Print the data exactly as it appears, keeping every word.

[Collected data]
'''
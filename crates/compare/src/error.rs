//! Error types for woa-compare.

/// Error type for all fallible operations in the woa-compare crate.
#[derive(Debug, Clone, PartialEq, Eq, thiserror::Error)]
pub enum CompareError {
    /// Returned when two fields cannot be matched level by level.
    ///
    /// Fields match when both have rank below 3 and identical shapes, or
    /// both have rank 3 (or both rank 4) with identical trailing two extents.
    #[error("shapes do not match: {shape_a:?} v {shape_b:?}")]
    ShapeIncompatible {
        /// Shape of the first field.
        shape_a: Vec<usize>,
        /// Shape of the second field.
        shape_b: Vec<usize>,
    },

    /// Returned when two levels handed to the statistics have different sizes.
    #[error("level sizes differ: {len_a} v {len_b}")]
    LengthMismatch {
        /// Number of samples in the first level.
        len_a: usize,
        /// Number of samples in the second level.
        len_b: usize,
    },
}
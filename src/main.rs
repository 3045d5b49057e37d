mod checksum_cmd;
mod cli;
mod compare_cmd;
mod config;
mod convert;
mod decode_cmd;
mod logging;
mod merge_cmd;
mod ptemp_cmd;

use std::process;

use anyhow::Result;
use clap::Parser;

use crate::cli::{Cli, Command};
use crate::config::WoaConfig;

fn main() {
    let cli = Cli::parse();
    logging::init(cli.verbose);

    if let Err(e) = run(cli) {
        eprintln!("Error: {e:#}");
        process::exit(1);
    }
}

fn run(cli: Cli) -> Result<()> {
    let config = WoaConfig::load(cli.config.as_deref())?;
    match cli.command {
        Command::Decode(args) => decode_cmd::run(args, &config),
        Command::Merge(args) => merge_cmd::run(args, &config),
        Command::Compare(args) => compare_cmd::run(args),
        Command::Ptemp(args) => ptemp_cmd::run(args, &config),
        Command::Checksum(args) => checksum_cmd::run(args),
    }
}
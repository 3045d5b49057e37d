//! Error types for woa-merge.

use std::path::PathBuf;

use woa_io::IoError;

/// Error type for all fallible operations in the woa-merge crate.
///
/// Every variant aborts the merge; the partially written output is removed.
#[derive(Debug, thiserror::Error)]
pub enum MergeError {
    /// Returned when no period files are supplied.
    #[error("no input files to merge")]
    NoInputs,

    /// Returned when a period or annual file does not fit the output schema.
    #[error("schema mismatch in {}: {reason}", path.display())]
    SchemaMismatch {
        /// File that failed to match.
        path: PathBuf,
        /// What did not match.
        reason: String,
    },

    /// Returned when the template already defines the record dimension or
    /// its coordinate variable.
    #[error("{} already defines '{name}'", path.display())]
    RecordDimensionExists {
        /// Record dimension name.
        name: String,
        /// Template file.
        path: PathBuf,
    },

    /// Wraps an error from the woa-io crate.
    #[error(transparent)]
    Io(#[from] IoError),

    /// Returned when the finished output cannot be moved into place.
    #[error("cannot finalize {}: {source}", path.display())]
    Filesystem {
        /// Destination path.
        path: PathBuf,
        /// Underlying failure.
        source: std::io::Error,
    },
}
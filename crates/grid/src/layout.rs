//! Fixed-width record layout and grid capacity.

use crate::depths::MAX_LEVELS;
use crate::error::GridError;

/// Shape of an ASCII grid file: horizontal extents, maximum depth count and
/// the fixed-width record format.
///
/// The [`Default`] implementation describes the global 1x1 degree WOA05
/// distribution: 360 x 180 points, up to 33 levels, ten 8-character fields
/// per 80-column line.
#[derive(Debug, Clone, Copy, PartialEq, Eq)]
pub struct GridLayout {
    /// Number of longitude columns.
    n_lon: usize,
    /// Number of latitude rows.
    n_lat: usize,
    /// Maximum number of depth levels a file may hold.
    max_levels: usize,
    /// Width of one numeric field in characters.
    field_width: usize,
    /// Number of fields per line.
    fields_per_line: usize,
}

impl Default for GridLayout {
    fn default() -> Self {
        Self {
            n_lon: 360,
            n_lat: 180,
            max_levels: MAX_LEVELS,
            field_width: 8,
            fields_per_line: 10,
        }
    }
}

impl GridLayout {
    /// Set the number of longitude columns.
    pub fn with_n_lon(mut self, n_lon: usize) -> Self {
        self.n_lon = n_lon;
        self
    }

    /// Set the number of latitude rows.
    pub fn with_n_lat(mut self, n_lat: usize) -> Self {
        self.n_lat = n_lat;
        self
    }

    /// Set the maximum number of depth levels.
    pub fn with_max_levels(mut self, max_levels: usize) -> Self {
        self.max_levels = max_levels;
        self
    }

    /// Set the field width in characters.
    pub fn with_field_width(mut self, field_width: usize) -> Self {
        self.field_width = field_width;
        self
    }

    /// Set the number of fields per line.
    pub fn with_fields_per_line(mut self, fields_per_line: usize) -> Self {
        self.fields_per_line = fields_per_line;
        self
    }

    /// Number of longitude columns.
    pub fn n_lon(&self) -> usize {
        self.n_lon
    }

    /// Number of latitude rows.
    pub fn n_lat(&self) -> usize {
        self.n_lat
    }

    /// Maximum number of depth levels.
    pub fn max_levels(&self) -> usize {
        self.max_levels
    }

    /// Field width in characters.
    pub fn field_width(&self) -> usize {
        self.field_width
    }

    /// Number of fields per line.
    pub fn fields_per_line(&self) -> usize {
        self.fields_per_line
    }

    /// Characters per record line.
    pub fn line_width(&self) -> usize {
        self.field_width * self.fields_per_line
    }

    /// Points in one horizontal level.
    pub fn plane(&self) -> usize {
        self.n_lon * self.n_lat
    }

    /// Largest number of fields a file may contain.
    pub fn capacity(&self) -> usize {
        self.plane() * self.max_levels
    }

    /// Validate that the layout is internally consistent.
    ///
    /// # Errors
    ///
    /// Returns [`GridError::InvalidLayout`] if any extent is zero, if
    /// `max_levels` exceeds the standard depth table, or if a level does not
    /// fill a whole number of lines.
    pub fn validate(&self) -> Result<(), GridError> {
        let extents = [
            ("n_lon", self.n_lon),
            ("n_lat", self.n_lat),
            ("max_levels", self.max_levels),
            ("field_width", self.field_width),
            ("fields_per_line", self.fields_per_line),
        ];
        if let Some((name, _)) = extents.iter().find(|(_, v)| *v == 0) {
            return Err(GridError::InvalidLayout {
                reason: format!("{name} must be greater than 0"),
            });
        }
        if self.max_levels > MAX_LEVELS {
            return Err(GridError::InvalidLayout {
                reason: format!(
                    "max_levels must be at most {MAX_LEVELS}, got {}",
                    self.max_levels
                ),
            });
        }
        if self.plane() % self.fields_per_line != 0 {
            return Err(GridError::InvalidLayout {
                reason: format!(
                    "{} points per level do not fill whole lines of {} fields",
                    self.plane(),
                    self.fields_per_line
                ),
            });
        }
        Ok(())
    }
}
'''
### RESULT
filename crates/compare/src/error.rs
//! Error types for woa-compare.

/// Error type for all fallible operations in the woa-compare crate.
#[derive(Debug, Clone, PartialEq, Eq, thiserror::Error)]
pub enum CompareError {
    /// Returned when two fields cannot be matched level by level.
    ///
    /// Fields match when both have rank below 3 and identical shapes, or
    /// both have rank 3 (or both rank 4) with identical trailing two extents.
    #[error("shapes do not match: {shape_a:?} v {shape_b:?}")]
    ShapeIncompatible {
        /// Shape of the first field.
        shape_a: Vec<usize>,
        /// Shape of the second field.
        shape_b: Vec<usize>,
    },

    /// Returned when two levels handed to the statistics have different sizes.
    #[error("level sizes differ: {len_a} v {len_b}")]
    LengthMismatch {
        /// Number of samples in the first level.
        len_a: usize,
        /// Number of samples in the second level.
        len_b: usize,
    },
}
filename src/main.rs
repository 3045d5b49057e37d
mod checksum_cmd;
mod cli;
mod compare_cmd;
mod config;
mod convert;
mod decode_cmd;
mod logging;
mod merge_cmd;
mod ptemp_cmd;

use std::process;

use anyhow::Result;
use clap::Parser;

use crate::cli::{Cli, Command};
use crate::config::WoaConfig;

fn main() {
    let cli = Cli::parse();
    logging::init(cli.verbose);

    if let Err(e) = run(cli) {
        eprintln!("Error: {e:#}");
        process::exit(1);
    }
}

fn run(cli: Cli) -> Result<()> {
    let config = WoaConfig::load(cli.config.as_deref())?;
    match cli.command {
        Command::Decode(args) => decode_cmd::run(args, &config),
        Command::Merge(args) => merge_cmd::run(args, &config),
        Command::Compare(args) => compare_cmd::run(args),
        Command::Ptemp(args) => ptemp_cmd::run(args, &config),
        Command::Checksum(args) => checksum_cmd::run(args),
    }
}
repository 3045d5b49057e37d
//! Error types for woa-merge.

use std::path::PathBuf;

use woa_io::IoError;

/// Error type for all fallible operations in the woa-merge crate.
///
/// Every variant aborts the merge; the partially written output is removed.
#[derive(Debug, thiserror::Error)]
pub enum MergeError {
    /// Returned when no period files are supplied.
    #[error("no input files to merge")]
    NoInputs,

    /// Returned when a period or annual file does not fit the output schema.
    #[error("schema mismatch in {}: {reason}", path.display())]
    SchemaMismatch {
        /// File that failed to match.
        path: PathBuf,
        /// What did not match.
        reason: String,
    },

    /// Returned when the template already defines the record dimension or
    /// its coordinate variable.
    #[error("{} already defines '{name}'", path.display())]
    RecordDimensionExists {
        /// Record dimension name.
        name: String,
        /// Template file.
        path: PathBuf,
    },

    /// Wraps an error from the woa-io crate.
    #[error(transparent)]
    Io(#[from] IoError),

    /// Returned when the finished output cannot be moved into place.
    #[error("cannot finalize {}: {source}", path.display())]
    Filesystem {
        /// Destination path.
        path: PathBuf,
        /// Underlying failure.
        source: std::io::Error,
    },
}
filename crates/grid/src/layout.rs
//! Fixed-width record layout and grid capacity.

use crate::depths::MAX_LEVELS;
use crate::error::GridError;

/// Shape of an ASCII grid file: horizontal extents, maximum depth count and
/// the fixed-width record format.
///
/// The [`Default`] implementation describes the global 1x1 degree WOA05
/// distribution: 360 x 180 points, up to 33 levels, ten 8-character fields
/// per 80-column line.
#[derive(Debug, Clone, Copy, PartialEq, Eq)]
pub struct GridLayout {
    /// Number of longitude columns.
    n_lon: usize,
    /// Number of latitude rows.
    n_lat: usize,
    /// Maximum number of depth levels a file may hold.
    max_levels: usize,
    /// Width of one numeric field in characters.
    field_width: usize,
    /// Number of fields per line.
    fields_per_line: usize,
}

impl Default for GridLayout {
    fn default() -> Self {
        Self {
            n_lon: 360,
            n_lat: 180,
            max_levels: MAX_LEVELS,
            field_width: 8,
            fields_per_line: 10,
        }
    }
}

impl GridLayout {
    /// Set the number of longitude columns.
    pub fn with_n_lon(mut self, n_lon: usize) -> Self {
        self.n_lon = n_lon;
        self
    }

    /// Set the number of latitude rows.
    pub fn with_n_lat(mut self, n_lat: usize) -> Self {
        self.n_lat = n_lat;
        self
    }

    /// Set the maximum number of depth levels.
    pub fn with_max_levels(mut self, max_levels: usize) -> Self {
        self.max_levels = max_levels;
        self
    }

    /// Set the field width in characters.
    pub fn with_field_width(mut self, field_width: usize) -> Self {
        self.field_width = field_width;
        self
    }

    /// Set the number of fields per line.
    pub fn with_fields_per_line(mut self, fields_per_line: usize) -> Self {
        self.fields_per_line = fields_per_line;
        self
    }

    /// Number of longitude columns.
    pub fn n_lon(&self) -> usize {
        self.n_lon
    }

    /// Number of latitude rows.
    pub fn n_lat(&self) -> usize {
        self.n_lat
    }

    /// Maximum number of depth levels.
    pub fn max_levels(&self) -> usize {
        self.max_levels
    }

    /// Field width in characters.
    pub fn field_width(&self) -> usize {
        self.field_width
    }

    /// Number of fields per line.
    pub fn fields_per_line(&self) -> usize {
        self.fields_per_line
    }

    /// Characters per record line.
    pub fn line_width(&self) -> usize {
        self.field_width * self.fields_per_line
    }

    /// Points in one horizontal level.
    pub fn plane(&self) -> usize {
        self.n_lon * self.n_lat
    }

    /// Largest number of fields a file may contain.
    pub fn capacity(&self) -> usize {
        self.plane() * self.max_levels
    }

    /// Validate that the layout is internally consistent.
    ///
    /// # Errors
    ///
    /// Returns [`GridError::InvalidLayout`] if any extent is zero, if
    /// `max_levels` exceeds the standard depth table, or if a level does not
    /// fill a whole number of lines.
    pub fn validate(&self) -> Result<(), GridError> {
        let extents = [
            ("n_lon", self.n_lon),
            ("n_lat", self.n_lat),
            ("max_levels", self.max_levels),
            ("field_width", self.field_width),
            ("fields_per_line", self.fields_per_line),
        ];
        if let Some((name, _)) = extents.iter().find(|(_, v)| *v == 0) {
            return Err(GridError::InvalidLayout {
                reason: format!("{name} must be greater than 0"),
            });
        }
        if self.max_levels > MAX_LEVELS {
            return Err(GridError::InvalidLayout {
                reason: format!(
                    "max_levels must be at most {MAX_LEVELS}, got {}",
                    self.max_levels
                ),
            });
        }
        if self.plane() % self.fields_per_line != 0 {
            return Err(GridError::InvalidLayout {
                reason: format!(
                    "{} points per level do not fill whole lines of {} fields",
                    self.plane(),
                    self.fields_per_line
                ),
            });
        }
        Ok(())
    }
}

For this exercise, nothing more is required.